Родовитый боярин Татищев сражался подле государя под Полтавой и в Прутском походе. Яков Брюс обратил внимание на интерес сего кавалериста к механике и послал его на учёбу в Германию, где Татищев изрядно преуспел в изучении земных богатств. Его любовью стала картография, но у Брюса в России Татищев начал служить по ведомству артиллерии. Когда Яков Вилимович возглавил Берг-коллегию, деятельный капитан Татищев получил указание следовать в Сибирь. В Тобольске, в губернаторском доме, Татищев увидел большую ландкарту Сибири, сделанную по-немецки тщательно и с немецкими подписями. Сию ландкарту губернатор Гагарин некогда изъял из почты Табберта по доносу Дитмера: Табберт пытался переслать свой чертёж в Москву барону Цедер-гельму. Совершенство ландкарты поразило Татищева. И он выяснил, что автор столь незаурядного произведения — пленный швед Филипп фон Страленберг. Татищев тотчас потребовал знакомства.
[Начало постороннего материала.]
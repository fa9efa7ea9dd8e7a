//! Risk and return metrics for the report header.
//!
//! All per-period figures assume the periodic returns the distribution was
//! estimated from (monthly by default). The risk-free rate is given as an
//! annual percentage, the way users enter it.

use serde::{Deserialize, Serialize};

use crate::model::{DistributionParams, SimulationPath};

/// Risk-free rate per period from an annual percentage (simple division).
#[inline]
#[must_use]
pub fn periodic_risk_free(annual_pct: f64, periods_per_year: u32) -> f64 {
    annual_pct / 100.0 / f64::from(periods_per_year)
}

/// Per-period Sharpe ratio: mean excess return over the standard deviation.
///
/// Returns `None` when the standard deviation is zero or not finite.
#[must_use]
pub fn sharpe_ratio(
    params: &DistributionParams,
    annual_risk_free_pct: f64,
    periods_per_year: u32,
) -> Option<f64> {
    if !params.std_dev.is_finite() || params.std_dev <= 0.0 {
        return None;
    }
    let excess = params.mean - periodic_risk_free(annual_risk_free_pct, periods_per_year);
    Some(excess / params.std_dev)
}

/// Sharpe ratio scaled to annual terms by `sqrt(periods_per_year)`.
#[must_use]
pub fn annualized_sharpe(
    params: &DistributionParams,
    annual_risk_free_pct: f64,
    periods_per_year: u32,
) -> Option<f64> {
    sharpe_ratio(params, annual_risk_free_pct, periods_per_year)
        .map(|s| s * f64::from(periods_per_year).sqrt())
}

#[inline]
#[must_use]
pub fn annualized_return(mean: f64, periods_per_year: u32) -> f64 {
    mean * f64::from(periods_per_year)
}

#[inline]
#[must_use]
pub fn annualized_volatility(std_dev: f64, periods_per_year: u32) -> f64 {
    std_dev * f64::from(periods_per_year).sqrt()
}

/// Largest peak-to-trough decline along a path, as a fraction of the peak.
#[must_use]
pub fn max_drawdown(path: &SimulationPath) -> f64 {
    let mut peak = f64::NEG_INFINITY;
    let mut worst = 0.0_f64;
    for &v in &path.growth {
        peak = peak.max(v);
        if peak > 0.0 {
            worst = worst.max((peak - v) / peak);
        }
    }
    worst
}

/// Headline figures derived from the estimated distribution
#[derive(Debug, Clone, Copy, PartialEq, Serialize, Deserialize)]
pub struct RiskMetrics {
    pub periods_per_year: u32,
    pub risk_free_rate_pct: f64,
    pub sharpe: Option<f64>,
    pub annualized_sharpe: Option<f64>,
    pub annualized_return: f64,
    pub annualized_volatility: f64,
}

impl RiskMetrics {
    #[must_use]
    pub fn compute(
        params: &DistributionParams,
        risk_free_rate_pct: f64,
        periods_per_year: u32,
    ) -> Self {
        Self {
            periods_per_year,
            risk_free_rate_pct,
            sharpe: sharpe_ratio(params, risk_free_rate_pct, periods_per_year),
            annualized_sharpe: annualized_sharpe(params, risk_free_rate_pct, periods_per_year),
            annualized_return: annualized_return(params.mean, periods_per_year),
            annualized_volatility: annualized_volatility(params.std_dev, periods_per_year),
        }
    }
}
Они понравились друг другу — капитан Табберт и капитан Татищев. Татищев был на десять лет моложе Табберта, да и Сибирь знал не в пример слабее, поэтому Табберт отнёсся к комиссару с лёгким покровительством: для Табберта это было лучшей основой доброго расположения.
— Полюбуйтесь ещё на один сибирский куриоз, — любезно предложил он, заводя Татищева в заулок возле Воинского присутствия. — Сие чудовище есть ископаемый мамонт.
Татищев действительно изумился огромному костяку, стоящему за амбаром так же обыденно, как лошадь у коновязи.
— Его надобно бы в Кунсткамеру государю, — заметил Василий Никитич.
Табберт улыбнулся с видом «ну что я могу поделать?».
— А бивни напрасно ему в лоб влепили, — добавил Татищев. — Бивни из морды торчат, ибо мамонт суть тот же слон.
— У местных обывателей имеется сказание о звере Мамонте, который обитает в исполинской пещере близ града Кунгура, — начал Табберт.
Татищев, не перебивая, терпеливо выслушал рассказ шведа. Василий Никитич уже пожил в Кунгуре, уже знал сказание о подземном звере и даже осмотрел оную пещеру. Более того, он обследовал и другие провалы в земле в окрестностях Кунгура, брал воду из них и выпаривал, чтобы изучить осадок, — в котелках оставалась только вонючая известь. Сие означало, что вода растворяет известковые горы, с течением веков промывая в них ходы, и пещера, происхождение коей окрестные жители приписывают Мамонту, образована током подземных струй, а не усилиями какого-то сказочного существа. Но говорить обо всём этом фон Страленбергу Татищев не стал.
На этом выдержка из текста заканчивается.